● TASK DESCRIPTION: Within the listing below, show every line that contains the word "statement".

● DATA SUPPLIED:

────────────────────

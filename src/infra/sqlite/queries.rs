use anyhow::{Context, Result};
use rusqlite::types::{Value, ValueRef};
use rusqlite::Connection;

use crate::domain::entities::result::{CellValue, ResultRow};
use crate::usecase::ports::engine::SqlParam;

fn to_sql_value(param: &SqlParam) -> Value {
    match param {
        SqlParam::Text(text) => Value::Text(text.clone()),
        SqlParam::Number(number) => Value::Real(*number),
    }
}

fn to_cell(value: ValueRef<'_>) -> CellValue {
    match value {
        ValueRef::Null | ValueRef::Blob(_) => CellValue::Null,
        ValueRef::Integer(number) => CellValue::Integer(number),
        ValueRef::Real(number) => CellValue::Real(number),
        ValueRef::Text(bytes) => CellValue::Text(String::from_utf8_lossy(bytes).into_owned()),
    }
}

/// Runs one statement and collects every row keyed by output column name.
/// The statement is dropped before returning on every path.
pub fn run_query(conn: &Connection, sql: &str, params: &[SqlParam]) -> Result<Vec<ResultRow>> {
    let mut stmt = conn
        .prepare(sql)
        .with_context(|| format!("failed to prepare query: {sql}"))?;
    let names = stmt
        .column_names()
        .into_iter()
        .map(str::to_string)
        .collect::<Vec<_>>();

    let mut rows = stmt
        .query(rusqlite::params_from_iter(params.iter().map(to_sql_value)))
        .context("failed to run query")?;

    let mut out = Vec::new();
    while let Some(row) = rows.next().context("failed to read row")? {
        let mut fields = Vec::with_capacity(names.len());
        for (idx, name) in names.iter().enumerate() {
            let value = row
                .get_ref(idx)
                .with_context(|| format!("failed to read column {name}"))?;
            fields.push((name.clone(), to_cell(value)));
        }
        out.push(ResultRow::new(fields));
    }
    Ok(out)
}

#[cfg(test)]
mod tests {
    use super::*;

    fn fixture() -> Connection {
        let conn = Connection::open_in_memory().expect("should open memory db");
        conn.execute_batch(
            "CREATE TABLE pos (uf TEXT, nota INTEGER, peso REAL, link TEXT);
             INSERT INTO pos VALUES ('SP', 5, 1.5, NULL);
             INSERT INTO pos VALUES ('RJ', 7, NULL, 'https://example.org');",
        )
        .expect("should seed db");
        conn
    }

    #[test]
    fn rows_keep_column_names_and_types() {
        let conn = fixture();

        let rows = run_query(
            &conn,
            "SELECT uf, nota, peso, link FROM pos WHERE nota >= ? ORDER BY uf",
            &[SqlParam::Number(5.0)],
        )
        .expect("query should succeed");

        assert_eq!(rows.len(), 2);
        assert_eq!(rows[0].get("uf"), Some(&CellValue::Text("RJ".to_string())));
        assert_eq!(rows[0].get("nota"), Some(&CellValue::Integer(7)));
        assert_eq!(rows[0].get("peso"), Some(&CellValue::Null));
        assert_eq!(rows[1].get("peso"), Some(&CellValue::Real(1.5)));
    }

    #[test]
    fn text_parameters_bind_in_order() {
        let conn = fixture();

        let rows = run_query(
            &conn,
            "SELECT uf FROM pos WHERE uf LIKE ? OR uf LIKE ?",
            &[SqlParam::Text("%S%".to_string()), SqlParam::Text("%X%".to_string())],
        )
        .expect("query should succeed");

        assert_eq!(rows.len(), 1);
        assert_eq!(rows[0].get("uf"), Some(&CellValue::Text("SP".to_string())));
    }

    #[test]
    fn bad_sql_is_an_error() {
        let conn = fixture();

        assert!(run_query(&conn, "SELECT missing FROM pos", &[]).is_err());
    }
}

────────────────────

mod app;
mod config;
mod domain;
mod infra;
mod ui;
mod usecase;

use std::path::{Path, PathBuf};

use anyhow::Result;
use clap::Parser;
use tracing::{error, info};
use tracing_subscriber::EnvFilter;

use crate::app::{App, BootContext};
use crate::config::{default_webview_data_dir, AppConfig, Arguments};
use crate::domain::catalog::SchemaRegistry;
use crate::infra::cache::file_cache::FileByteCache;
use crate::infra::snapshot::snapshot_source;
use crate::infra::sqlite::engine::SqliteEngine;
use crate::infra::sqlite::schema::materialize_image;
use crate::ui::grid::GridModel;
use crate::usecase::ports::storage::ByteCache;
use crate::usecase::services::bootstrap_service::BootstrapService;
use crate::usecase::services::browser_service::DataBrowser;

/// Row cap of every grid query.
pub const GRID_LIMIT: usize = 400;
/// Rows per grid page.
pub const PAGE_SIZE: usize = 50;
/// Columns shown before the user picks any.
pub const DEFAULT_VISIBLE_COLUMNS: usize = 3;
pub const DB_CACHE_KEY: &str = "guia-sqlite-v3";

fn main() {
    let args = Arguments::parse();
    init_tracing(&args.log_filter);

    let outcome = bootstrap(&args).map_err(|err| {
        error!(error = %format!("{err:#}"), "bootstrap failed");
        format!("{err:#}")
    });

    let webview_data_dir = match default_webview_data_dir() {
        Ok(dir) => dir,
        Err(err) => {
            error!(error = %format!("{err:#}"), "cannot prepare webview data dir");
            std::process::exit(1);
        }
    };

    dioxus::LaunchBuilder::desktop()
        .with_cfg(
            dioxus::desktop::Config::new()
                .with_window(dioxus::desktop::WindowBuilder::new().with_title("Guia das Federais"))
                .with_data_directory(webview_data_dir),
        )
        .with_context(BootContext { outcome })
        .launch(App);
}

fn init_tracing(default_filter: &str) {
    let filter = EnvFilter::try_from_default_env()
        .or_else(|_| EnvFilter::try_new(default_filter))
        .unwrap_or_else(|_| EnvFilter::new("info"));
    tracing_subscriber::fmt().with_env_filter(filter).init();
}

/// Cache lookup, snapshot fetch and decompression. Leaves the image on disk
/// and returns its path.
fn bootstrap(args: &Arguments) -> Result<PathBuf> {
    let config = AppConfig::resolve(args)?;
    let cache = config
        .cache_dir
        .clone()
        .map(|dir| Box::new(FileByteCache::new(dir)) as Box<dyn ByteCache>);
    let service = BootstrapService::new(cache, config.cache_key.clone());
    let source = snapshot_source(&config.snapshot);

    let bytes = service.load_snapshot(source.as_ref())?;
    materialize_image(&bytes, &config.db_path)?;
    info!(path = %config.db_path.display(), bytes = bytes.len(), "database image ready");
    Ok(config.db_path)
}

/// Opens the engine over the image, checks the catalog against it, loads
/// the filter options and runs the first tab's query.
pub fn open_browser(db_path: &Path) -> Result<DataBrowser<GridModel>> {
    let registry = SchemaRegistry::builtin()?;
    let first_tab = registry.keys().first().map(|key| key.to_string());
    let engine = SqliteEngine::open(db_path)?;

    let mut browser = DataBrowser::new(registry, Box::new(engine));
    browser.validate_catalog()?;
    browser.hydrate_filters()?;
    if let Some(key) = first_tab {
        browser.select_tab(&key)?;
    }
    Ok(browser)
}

────────────────────

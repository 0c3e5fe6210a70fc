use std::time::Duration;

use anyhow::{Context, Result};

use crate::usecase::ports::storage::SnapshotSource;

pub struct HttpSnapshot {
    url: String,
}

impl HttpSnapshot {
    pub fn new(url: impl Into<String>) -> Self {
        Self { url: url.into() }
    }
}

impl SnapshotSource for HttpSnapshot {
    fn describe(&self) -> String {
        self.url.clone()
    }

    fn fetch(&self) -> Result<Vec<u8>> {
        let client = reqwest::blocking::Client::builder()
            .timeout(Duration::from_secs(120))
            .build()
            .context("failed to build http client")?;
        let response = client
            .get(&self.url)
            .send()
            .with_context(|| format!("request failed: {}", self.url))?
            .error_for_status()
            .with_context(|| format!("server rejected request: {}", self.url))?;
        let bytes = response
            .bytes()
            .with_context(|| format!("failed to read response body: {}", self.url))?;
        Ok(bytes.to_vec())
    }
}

────────────────────

● OUTPUT FOR THIS TASK:
/// Runs one statement and collects every row keyed by output column name.
/// The statement is dropped before returning on every path.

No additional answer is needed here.